_What the task requires_:
Can you restate the records below word for word?

# # # #

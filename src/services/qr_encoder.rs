//! QR payload encoder.
//!
//! Builds the `WIFI:` configuration string understood by camera apps and
//! renders it into a PNG bitmap, base64-encoded for storage as text.
//!
//! Format: `WIFI:T:<security>;S:<ssid>;P:<password>;H:<hidden>;;`

use std::io::Cursor;

use base64::{engine::general_purpose::STANDARD as BASE64, Engine as _};
use image::imageops;
use image::{DynamicImage, GrayImage, ImageFormat, Luma};
use qrcode::{EcLevel, QrCode};

use crate::types::credential::SecurityType;
use crate::types::errors::QrCodeError;

/// Side length of the rendered QR image in pixels.
pub const QR_IMAGE_SIZE: u32 = 256;

/// Light modules around the symbol on each side.
const QUIET_ZONE_MODULES: u32 = 4;

/// Characters that must be backslash-escaped inside SSID and password fields.
const SPECIAL_CHARS: [char; 5] = ['\\', ';', ',', ':', '"'];

/// Trait defining QR payload generation.
pub trait QrEncoderTrait {
    /// Builds the WiFi configuration string for the given network.
    fn build_wifi_string(
        &self,
        ssid: &str,
        password: &str,
        security: SecurityType,
        hidden: bool,
    ) -> String;

    /// Renders the WiFi configuration string to a base64-encoded PNG.
    fn generate(
        &self,
        ssid: &str,
        password: &str,
        security: SecurityType,
        hidden: bool,
    ) -> Result<String, QrCodeError>;

    /// Checks that stored QR data is well-formed standard base64.
    fn validate_payload(&self, data: &str) -> Result<(), QrCodeError>;
}

/// QR encoder with medium error correction and a fixed square size.
#[derive(Debug, Clone)]
pub struct QrEncoder {
    size: u32,
}

impl QrEncoder {
    pub fn new() -> Self {
        Self {
            size: QR_IMAGE_SIZE,
        }
    }

    /// Renders arbitrary text to PNG bytes of `size` x `size` pixels.
    fn render_png(&self, content: &str) -> Result<Vec<u8>, QrCodeError> {
        let code = QrCode::with_error_correction_level(content.as_bytes(), EcLevel::M)
            .map_err(|e| QrCodeError::Encoding(format!("failed to generate QR code: {}", e)))?;

        let modules = code.width() as u32 + 2 * QUIET_ZONE_MODULES;
        if modules > self.size {
            return Err(QrCodeError::Encoding(format!(
                "QR symbol of {} modules does not fit in {} pixels",
                modules, self.size
            )));
        }
        let module_px = module_size(code.width() as u32, self.size);

        let rendered = code
            .render::<Luma<u8>>()
            .quiet_zone(true)
            .module_dimensions(module_px, module_px)
            .build();

        // Leftover pixels are split evenly as extra white margin.
        let mut canvas = GrayImage::from_pixel(self.size, self.size, Luma([255u8]));
        let x = (self.size - rendered.width()) / 2;
        let y = (self.size - rendered.height()) / 2;
        imageops::overlay(&mut canvas, &rendered, i64::from(x), i64::from(y));

        let mut png = Vec::new();
        DynamicImage::ImageLuma8(canvas)
            .write_to(&mut Cursor::new(&mut png), ImageFormat::Png)
            .map_err(|e| QrCodeError::Encoding(format!("failed to write PNG: {}", e)))?;
        Ok(png)
    }
}

/// Largest whole pixel size per module that fits a symbol of `width`
/// modules plus its quiet zone into `size` pixels.
fn module_size(width: u32, size: u32) -> u32 {
    (size / (width + 2 * QUIET_ZONE_MODULES)).max(1)
}

impl Default for QrEncoder {
    fn default() -> Self {
        Self::new()
    }
}

/// Prefixes every special character with a backslash, leaving all other
/// characters untouched and in order.
pub fn escape_field(value: &str) -> String {
    let mut escaped = String::with_capacity(value.len());
    for ch in value.chars() {
        if SPECIAL_CHARS.contains(&ch) {
            escaped.push('\\');
        }
        escaped.push(ch);
    }
    escaped
}

impl QrEncoderTrait for QrEncoder {
    fn build_wifi_string(
        &self,
        ssid: &str,
        password: &str,
        security: SecurityType,
        hidden: bool,
    ) -> String {
        let password = if security.is_open() {
            String::new()
        } else {
            escape_field(password)
        };
        let hidden = if hidden { "true" } else { "" };

        format!(
            "WIFI:T:{};S:{};P:{};H:{};;",
            security.as_str(),
            escape_field(ssid),
            password,
            hidden
        )
    }

    fn generate(
        &self,
        ssid: &str,
        password: &str,
        security: SecurityType,
        hidden: bool,
    ) -> Result<String, QrCodeError> {
        let wifi_string = self.build_wifi_string(ssid, password, security, hidden);
        let png = self.render_png(&wifi_string)?;
        Ok(BASE64.encode(png))
    }

    fn validate_payload(&self, data: &str) -> Result<(), QrCodeError> {
        BASE64
            .decode(data)
            .map(|_| ())
            .map_err(|e| QrCodeError::Encoding(format!("invalid base64 QR code data: {}", e)))
    }
}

# # # #

_Task response_:
filename src/services/qr_encoder.rs
//! QR payload encoder.
//!
//! Builds the `WIFI:` configuration string understood by camera apps and
//! renders it into a PNG bitmap, base64-encoded for storage as text.
//!
//! Format: `WIFI:T:<security>;S:<ssid>;P:<password>;H:<hidden>;;`

use std::io::Cursor;

use base64::{engine::general_purpose::STANDARD as BASE64, Engine as _};
use image::imageops;
use image::{DynamicImage, GrayImage, ImageFormat, Luma};
use qrcode::{EcLevel, QrCode};

use crate::types::credential::SecurityType;
use crate::types::errors::QrCodeError;

/// Side length of the rendered QR image in pixels.
pub const QR_IMAGE_SIZE: u32 = 256;

/// Light modules around the symbol on each side.
const QUIET_ZONE_MODULES: u32 = 4;

/// Characters that must be backslash-escaped inside SSID and password fields.
const SPECIAL_CHARS: [char; 5] = ['\\', ';', ',', ':', '"'];

/// Trait defining QR payload generation.
pub trait QrEncoderTrait {
    /// Builds the WiFi configuration string for the given network.
    fn build_wifi_string(
        &self,
        ssid: &str,
        password: &str,
        security: SecurityType,
        hidden: bool,
    ) -> String;

    /// Renders the WiFi configuration string to a base64-encoded PNG.
    fn generate(
        &self,
        ssid: &str,
        password: &str,
        security: SecurityType,
        hidden: bool,
    ) -> Result<String, QrCodeError>;

    /// Checks that stored QR data is well-formed standard base64.
    fn validate_payload(&self, data: &str) -> Result<(), QrCodeError>;
}

/// QR encoder with medium error correction and a fixed square size.
#[derive(Debug, Clone)]
pub struct QrEncoder {
    size: u32,
}

impl QrEncoder {
    pub fn new() -> Self {
        Self {
            size: QR_IMAGE_SIZE,
        }
    }

    /// Renders arbitrary text to PNG bytes of `size` x `size` pixels.
    fn render_png(&self, content: &str) -> Result<Vec<u8>, QrCodeError> {
        let code = QrCode::with_error_correction_level(content.as_bytes(), EcLevel::M)
            .map_err(|e| QrCodeError::Encoding(format!("failed to generate QR code: {}", e)))?;

        let modules = code.width() as u32 + 2 * QUIET_ZONE_MODULES;
        if modules > self.size {
            return Err(QrCodeError::Encoding(format!(
                "QR symbol of {} modules does not fit in {} pixels",
                modules, self.size
            )));
        }
        let module_px = module_size(code.width() as u32, self.size);

        let rendered = code
            .render::<Luma<u8>>()
            .quiet_zone(true)
            .module_dimensions(module_px, module_px)
            .build();

        // Leftover pixels are split evenly as extra white margin.
        let mut canvas = GrayImage::from_pixel(self.size, self.size, Luma([255u8]));
        let x = (self.size - rendered.width()) / 2;
        let y = (self.size - rendered.height()) / 2;
        imageops::overlay(&mut canvas, &rendered, i64::from(x), i64::from(y));

        let mut png = Vec::new();
        DynamicImage::ImageLuma8(canvas)
            .write_to(&mut Cursor::new(&mut png), ImageFormat::Png)
            .map_err(|e| QrCodeError::Encoding(format!("failed to write PNG: {}", e)))?;
        Ok(png)
    }
}

/// Largest whole pixel size per module that fits a symbol of `width`
/// modules plus its quiet zone into `size` pixels.
fn module_size(width: u32, size: u32) -> u32 {
    (size / (width + 2 * QUIET_ZONE_MODULES)).max(1)
}

impl Default for QrEncoder {
    fn default() -> Self {
        Self::new()
    }
}

/// Prefixes every special character with a backslash, leaving all other
/// characters untouched and in order.
pub fn escape_field(value: &str) -> String {
    let mut escaped = String::with_capacity(value.len());
    for ch in value.chars() {
        if SPECIAL_CHARS.contains(&ch) {
            escaped.push('\\');
        }
        escaped.push(ch);
    }
    escaped
}

impl QrEncoderTrait for QrEncoder {
    fn build_wifi_string(
        &self,
        ssid: &str,
        password: &str,
        security: SecurityType,
        hidden: bool,
    ) -> String {
        let password = if security.is_open() {
            String::new()
        } else {
            escape_field(password)
        };
        let hidden = if hidden { "true" } else { "" };

        format!(
            "WIFI:T:{};S:{};P:{};H:{};;",
            security.as_str(),
            escape_field(ssid),
            password,
            hidden
        )
    }

    fn generate(
        &self,
        ssid: &str,
        password: &str,
        security: SecurityType,
        hidden: bool,
    ) -> Result<String, QrCodeError> {
        let wifi_string = self.build_wifi_string(ssid, password, security, hidden);
        let png = self.render_png(&wifi_string)?;
        Ok(BASE64.encode(png))
    }

    fn validate_payload(&self, data: &str) -> Result<(), QrCodeError> {
        BASE64
            .decode(data)
            .map(|_| ())
            .map_err(|e| QrCodeError::Encoding(format!("invalid base64 QR code data: {}", e)))
    }
}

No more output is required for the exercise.